Documento contro la pedopornografia? Non proprio
L'obiezione più frequente a chi contesta il Chat Control è sempre la stessa, ed è di per sé sacrosanta: «ma serve a combattere la pedopornografia». È un'obiezione che va presa sul serio, e proprio per questo va superata con argomenti solidi, per capire che dietro la facciata protettiva si nasconde altro. Il primo argomento è il già citato rovesciamento dell'efficacia: se quattro segnalazioni su cinque non riguardano materiale illecito, e ogni falso positivo consuma ore di lavoro degli investigatori, allora non si sta difendendo la privacy contro i bambini e chi difende il Chat Control, in questi termini, sta in realtà difendendo l'inefficienza del sistema, non i minori. Il secondo è l'argomento del bersaglio sbagliato: i pedocriminali organizzati usano reti chiuse, server fuori dall'Unione europea e strumenti di anonimizzazione, non usano Gmail, e la scansione di massa colpisce le famiglie mentre manca i criminali, sorvegliando gli innocenti e lasciando liberi i colpevoli. Il terzo è l'argomento dei minori danneggiati: il sistema può classificare come materiale pedopornografico anche uno scambio tra adolescenti coetanei, esponendo a conseguenze giudiziarie proprio i ragazzi che dovrebbe tutelare, mentre indebolire la crittografia espone i dati dei minori stessi a chiunque sappia sfruttarne la vulnerabilità: il Chat Control, paradossalmente, mette in pericolo proprio i bambini che dice di voler proteggere.
Il quarto è l'argomento dell'autorevolezza: a dirlo non sono attivisti di parte, ma il Servizio giuridico del Consiglio dell'Unione europea, il Garante europeo della protezione dei dati, la Corte europea dei diritti dell'uomo e lo studio commissionato dallo stesso Parlamento europeo. In tal senso, chi sostiene il Chat Control dovrebbe spiegare perché, secondo lui, ha torto l'intero apparato giuridico europeo.
Alternative concrete
Ecco perché è fondamentale essere consapevoli - e far sapere - che esistono alternative validissime e concrete, anche in alcuni casi facilmente realizzabili. Innanzitutto bisogna perseguire i sospetti con mandato del giudice e pensare a maggiori risorse adeguate per le polizie postali, per una cooperazione internazionale rapida e per la rimozione tempestiva del materiale già individuato, ma anche per una corretta e diffusa educazione digitale delle famiglie. Non si tratta, insomma, di chiedere meno protezione per i minori, ma una protezione che funzioni davvero.

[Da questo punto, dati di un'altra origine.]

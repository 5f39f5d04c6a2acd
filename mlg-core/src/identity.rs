//! Run identity: the name of a run directory.
use crate::{
    config::{Config, ParamPath},
    error::MlgError,
};
use chrono::{DateTime, TimeZone};
use serde_json::Value;
use std::fmt;

/// Format of the timestamp heading every run name.
pub const TIMESTAMP_FORMAT: &str = "%Y-%m-%d_%H-%M-%S";

/// Parameters embedded in a run name, as `(label, value)` pairs in selector order.
pub type RecordParams = Vec<(String, Value)>;

/// Name of a run directory: `<timestamp>[&label=value]*`.
///
/// Two runs started in the same second with the same selected parameters get the
/// same identity. Creating the second one fails with
/// [`MlgError::DirectoryCollision`].
///
/// Values are embedded as they are. A string value containing a path separator,
/// like `ALE/Pong-v5`, makes the run root a nested directory below the log root
/// (`<log_root>/<timestamp>&env=ALE/Pong-v5`).
#[derive(Debug, Clone, PartialEq)]
pub struct RunIdentity {
    timestamp: String,
    params: RecordParams,
    name: String,
}

impl RunIdentity {
    /// Resolves the identity of a run started at `now`.
    ///
    /// Parameters are embedded only when both `record_param` and `args` are given.
    /// Every path must resolve in `args`, otherwise this fails with
    /// [`MlgError::ConfigPathError`].
    pub fn resolve<Tz>(
        record_param: Option<&[ParamPath]>,
        args: Option<&Config>,
        now: &DateTime<Tz>,
    ) -> Result<Self, MlgError>
    where
        Tz: TimeZone,
        Tz::Offset: fmt::Display,
    {
        let timestamp = now.format(TIMESTAMP_FORMAT).to_string();
        let params = match (record_param, args) {
            (Some(paths), Some(args)) => paths
                .iter()
                .map(|path| args.lookup(path).map(|v| (path.label(), v.clone())))
                .collect::<Result<RecordParams, MlgError>>()?,
            _ => RecordParams::new(),
        };

        let mut name = timestamp.clone();
        for (label, value) in params.iter() {
            name.push_str(&format!("&{}={}", label, param_value_to_string(value)));
        }

        Ok(Self {
            timestamp,
            params,
            name,
        })
    }

    /// The full directory name.
    pub fn name(&self) -> &str {
        &self.name
    }

    /// The timestamp part of the name.
    pub fn timestamp(&self) -> &str {
        &self.timestamp
    }

    /// Parameters embedded in the name.
    pub fn params(&self) -> &RecordParams {
        &self.params
    }
}

impl fmt::Display for RunIdentity {
    fn fmt(&self, f: &mut fmt::Formatter<'_>) -> fmt::Result {
        f.write_str(&self.name)
    }
}

/// Text of a parameter value in a run name.
///
/// Strings are embedded without quotes. Other values use compact JSON.
pub fn param_value_to_string(value: &Value) -> String {
    match value {
        Value::String(s) => s.clone(),
        v => v.to_string(),
    }
}
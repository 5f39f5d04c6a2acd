use super::{Record, Recorder};
use crate::error::MlgError;

/// A recorder that ignores any record. This struct is used just for debugging.
#[derive(Debug, Default)]
pub struct NullRecorder {}

impl Recorder for NullRecorder {
    /// Discard the given record.
    fn write(&mut self, _step: usize, _record: Record) -> Result<(), MlgError> {
        Ok(())
    }
}
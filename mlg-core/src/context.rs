//! The run context: one run directory with its event logger and metric recorder.
mod config;
pub use config::RunConfig;

use crate::{
    config::Config,
    error::MlgError,
    identity::{RecordParams, RunIdentity},
    layout::RunLayout,
    logger::{autoinit_stderr, EventLogger, LineFormat, SinkId},
    record::{Record, Recorder},
    snapshot::dump_config,
};
use chrono::{DateTime, Local};
use log::{Level, LevelFilter};
use std::{fmt::Display, path::Path};

/// Level of the sinks attached by [`RunContext`].
pub const DEFAULT_LEVEL: LevelFilter = LevelFilter::Debug;

/// Construction stages of a [`RunContext`].
///
/// Stages are passed strictly in order. A failure at any stage aborts
/// construction; there is no way to resume.
#[derive(Debug, Clone, Copy, PartialEq, Eq, PartialOrd, Ord)]
pub enum RunState {
    /// Nothing done yet.
    Uninitialized,
    /// The run name is known.
    IdentityResolved,
    /// The run directory and its subdirectories exist.
    LayoutCreated,
    /// `parameter.json` is written, or skipped without arguments.
    ConfigSnapshotted,
    /// Logger sinks and the metric recorder are open.
    RecordersAttached,
    /// The context can be used.
    Ready,
}

impl RunState {
    fn next(self) -> Self {
        let next = match self {
            Self::Uninitialized => Self::IdentityResolved,
            Self::IdentityResolved => Self::LayoutCreated,
            Self::LayoutCreated => Self::ConfigSnapshotted,
            Self::ConfigSnapshotted => Self::RecordersAttached,
            Self::RecordersAttached | Self::Ready => Self::Ready,
        };
        log::trace!("{:?} -> {:?}", self, next);
        next
    }
}

/// A run of an experiment.
///
/// Construction does, in this order:
///
/// 1. resolve the [`RunIdentity`] from the current time and the selected arguments,
/// 2. create the [`RunLayout`] under [`RunConfig::log_root`],
/// 3. write the arguments to `parameter.json`,
/// 4. attach an [`EventLogger`] with a sink on `log.log` (and on stderr when
///    [`autoinit_stderr`] is on) and open the metric recorder on the run root.
///
/// The context is a scoped handle: [`RunContext::shutdown`], or dropping it,
/// removes its logger sinks and flushes the recorder. Nothing is registered in
/// process-wide exit hooks. [`EventLogger::install`] on [`RunContext::logger`]
/// is the only way a run touches process-wide state, besides the stderr stream.
///
/// ```no_run
/// use mlg_core::{record::NullRecorder, Config, RunConfig, RunContext};
/// use serde_json::json;
///
/// let args = Config::new(json!({"model": {"lr": 0.01}}));
/// let config = RunConfig::default().record_param(["model.lr"]);
/// let mut run = RunContext::new(&config, Some(&args), |_| Ok(NullRecorder::default())).unwrap();
///
/// run.info("training started");
/// run.add_scalar("loss", 0.3, 1).unwrap();
/// println!("checkpoints go to {:?}", run.ckpt_dir());
/// run.shutdown().unwrap();
/// ```
pub struct RunContext<R: Recorder> {
    identity: RunIdentity,
    layout: RunLayout,
    logger: EventLogger,
    sinks: Vec<SinkId>,
    recorder: R,
    state: RunState,
    closed: bool,
}

impl<R: Recorder> RunContext<R> {
    /// Creates a run started now.
    ///
    /// `open_recorder` receives the run root and opens the metric recorder on it.
    pub fn new<F>(config: &RunConfig, args: Option<&Config>, open_recorder: F) -> Result<Self, MlgError>
    where
        F: FnOnce(&Path) -> Result<R, MlgError>,
    {
        Self::new_at(config, args, &Local::now(), open_recorder)
    }

    /// Creates a run started at `now`.
    pub fn new_at<F>(
        config: &RunConfig,
        args: Option<&Config>,
        now: &DateTime<Local>,
        open_recorder: F,
    ) -> Result<Self, MlgError>
    where
        F: FnOnce(&Path) -> Result<R, MlgError>,
    {
        let state = RunState::Uninitialized;

        let record_param = config.param_paths();
        let identity = RunIdentity::resolve(record_param.as_deref(), args, now)?;
        let state = state.next();

        let layout = RunLayout::create(&config.log_root, &identity)?;
        let state = state.next();

        dump_config(args, layout.root())?;
        let state = state.next();

        let logger = EventLogger::new();
        let (sinks, recorder) = match attach(&logger, &layout, open_recorder) {
            Ok(attached) => attached,
            Err(e) => {
                logger.remove_all();
                return Err(e);
            }
        };
        let state = state.next().next();
        log::info!("Run directory: {:?}", layout.root());

        Ok(Self {
            identity,
            layout,
            logger,
            sinks,
            recorder,
            state,
            closed: false,
        })
    }

    /// Identity of the run.
    pub fn identity(&self) -> &RunIdentity {
        &self.identity
    }

    /// Arguments embedded in the name of the run directory.
    pub fn record_params(&self) -> &RecordParams {
        self.identity.params()
    }

    /// Paths of the run directory.
    pub fn layout(&self) -> &RunLayout {
        &self.layout
    }

    /// The run root.
    pub fn exp_dir(&self) -> &Path {
        self.layout.root()
    }

    /// Directory for checkpoints of models, data, etc.
    pub fn ckpt_dir(&self) -> &Path {
        self.layout.checkpoint_dir()
    }

    /// Directory for intermediate results.
    pub fn result_dir(&self) -> &Path {
        self.layout.result_dir()
    }

    /// The event logger of the run.
    ///
    /// Sinks added through this handle are not removed by
    /// [`RunContext::shutdown`].
    pub fn logger(&self) -> &EventLogger {
        &self.logger
    }

    /// The metric recorder.
    pub fn recorder(&self) -> &R {
        &self.recorder
    }

    /// The metric recorder.
    pub fn recorder_mut(&mut self) -> &mut R {
        &mut self.recorder
    }

    /// Construction stage; always [`RunState::Ready`] for a constructed context.
    pub fn state(&self) -> RunState {
        self.state
    }

    /// Emits one event to the sinks of the run.
    pub fn log(&self, level: Level, msg: impl Display) {
        self.logger.log(level, format_args!("{}", msg));
    }

    /// Emits an event at [`Level::Trace`].
    pub fn trace(&self, msg: impl Display) {
        self.log(Level::Trace, msg);
    }

    /// Emits an event at [`Level::Debug`].
    pub fn debug(&self, msg: impl Display) {
        self.log(Level::Debug, msg);
    }

    /// Emits an event at [`Level::Info`].
    pub fn info(&self, msg: impl Display) {
        self.log(Level::Info, msg);
    }

    /// Emits an event at [`Level::Warn`].
    pub fn warn(&self, msg: impl Display) {
        self.log(Level::Warn, msg);
    }

    /// Emits an event at [`Level::Error`].
    pub fn error(&self, msg: impl Display) {
        self.log(Level::Error, msg);
    }

    /// Records a scalar value at `step`.
    pub fn add_scalar(&mut self, tag: &str, value: f32, step: usize) -> Result<(), MlgError> {
        self.recorder.write(step, Record::from_scalar(tag, value))
    }

    /// Records every value of `record` at `step`.
    pub fn write(&mut self, step: usize, record: Record) -> Result<(), MlgError> {
        self.recorder.write(step, record)
    }

    /// Flushes the recorder and the logger sinks.
    pub fn flush(&mut self) -> Result<(), MlgError> {
        log::Log::flush(&self.logger);
        self.recorder.flush()
    }

    /// Removes the sinks of the run and flushes the recorder.
    pub fn shutdown(mut self) -> Result<(), MlgError> {
        self.close()
    }

    fn close(&mut self) -> Result<(), MlgError> {
        if self.closed {
            return Ok(());
        }
        self.closed = true;
        for id in self.sinks.drain(..) {
            self.logger.remove(id);
        }
        self.recorder.flush()
    }
}

impl<R: Recorder> Drop for RunContext<R> {
    fn drop(&mut self) {
        if let Err(e) = self.close() {
            log::warn!("Failed to close run {}: {}", self.identity, e);
        }
    }
}

fn attach<R, F>(
    logger: &EventLogger,
    layout: &RunLayout,
    open_recorder: F,
) -> Result<(Vec<SinkId>, R), MlgError>
where
    F: FnOnce(&Path) -> Result<R, MlgError>,
{
    let mut sinks = Vec::new();
    if autoinit_stderr() {
        sinks.push(logger.add_stderr(LineFormat::default(), DEFAULT_LEVEL));
    }
    sinks.push(logger.add_file(layout.log_file(), LineFormat::default(), DEFAULT_LEVEL)?);
    let recorder = open_recorder(layout.root())?;
    Ok((sinks, recorder))
}
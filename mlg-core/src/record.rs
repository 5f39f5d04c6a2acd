//! Named, step-indexed values and the recorders that persist them.
//!
//! A [`Record`] holds key-value pairs of [`RecordValue`]s. A [`Recorder`] takes a
//! record together with the step counter it belongs to, e.g., the number of
//! optimization steps so far, and writes it somewhere for later visualization.
//!
//! ```rust
//! use mlg_core::record::{BufferedRecorder, Record, RecordValue, Recorder};
//!
//! let mut recorder = BufferedRecorder::new();
//! for step in 0..3 {
//!     let mut record = Record::from_scalar("loss", 1.0 / (step + 1) as f32);
//!     record.insert("phase", RecordValue::String("train".to_string()));
//!     recorder.write(step, record).unwrap();
//! }
//! assert_eq!(recorder.len(), 3);
//! ```
//!
//! Recorders in this crate:
//!
//! * [`BufferedRecorder`] - keeps records in memory
//! * [`NullRecorder`] - discards all records
//!
//! The `mlg-tensorboard` crate provides a recorder writing TFRecord event files.
mod base;
mod buffered_recorder;
mod null_recorder;
mod recorder;

pub use base::{Record, RecordValue};
pub use buffered_recorder::BufferedRecorder;
pub use null_recorder::NullRecorder;
pub use recorder::Recorder;
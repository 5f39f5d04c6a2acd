//! Snapshot of the run arguments in `parameter.json`.
use crate::{config::Config, error::MlgError, layout::PARAMETER_FILE};
use serde::Serialize;
use serde_json::ser::PrettyFormatter;
use std::{
    fs::File,
    io::{BufWriter, Write},
    path::Path,
};

/// Writes `config` to `<run_root>/parameter.json`, indented by four spaces.
///
/// Does nothing when `config` is `None`. The run root must already exist.
pub fn dump_config(config: Option<&Config>, run_root: &Path) -> Result<(), MlgError> {
    let config = match config {
        Some(config) => config,
        None => return Ok(()),
    };

    let path = run_root.join(PARAMETER_FILE);
    let err = |source| MlgError::SerializationError {
        path: Some(path.clone()),
        source,
    };

    let file = File::create(&path).map_err(|e| err(serde_json::Error::io(e)))?;
    let mut writer = BufWriter::new(file);
    let mut ser =
        serde_json::Serializer::with_formatter(&mut writer, PrettyFormatter::with_indent(b"    "));
    config.as_value().serialize(&mut ser).map_err(err)?;
    writer
        .write_all(b"\n")
        .and_then(|_| writer.flush())
        .map_err(|e| err(serde_json::Error::io(e)))?;

    log::debug!("Saved run arguments to {:?}", &path);
    Ok(())
}

/// Reads back the arguments saved in a run directory.
pub fn load_snapshot(run_root: impl AsRef<Path>) -> anyhow::Result<Config> {
    Config::load(run_root.as_ref().join(PARAMETER_FILE))
}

Insomma, è chiaro che nessuno più di noi vuole colpire chi abusa dei bambini, ma proprio per questo non è accettabile una legge che sommerge la polizia di segnalazioni false e lascia in pace i veri criminali. E ancora, controllare le chat di tutti per trovare pochi colpevoli è come perquisire ogni giorno la casa di ogni cittadino: non è così che si prende un criminale, è così che si perde una democrazia. Del resto, se il Servizio giuridico del Consiglio europeo afferma che la norma viola i diritti fondamentali e gli stessi esperti del Parlamento ne certificano l'inefficacia tecnica, resta una domanda semplice e diretta: perché ostinarsi a portare avanti e far approvare e attuare questo strumento?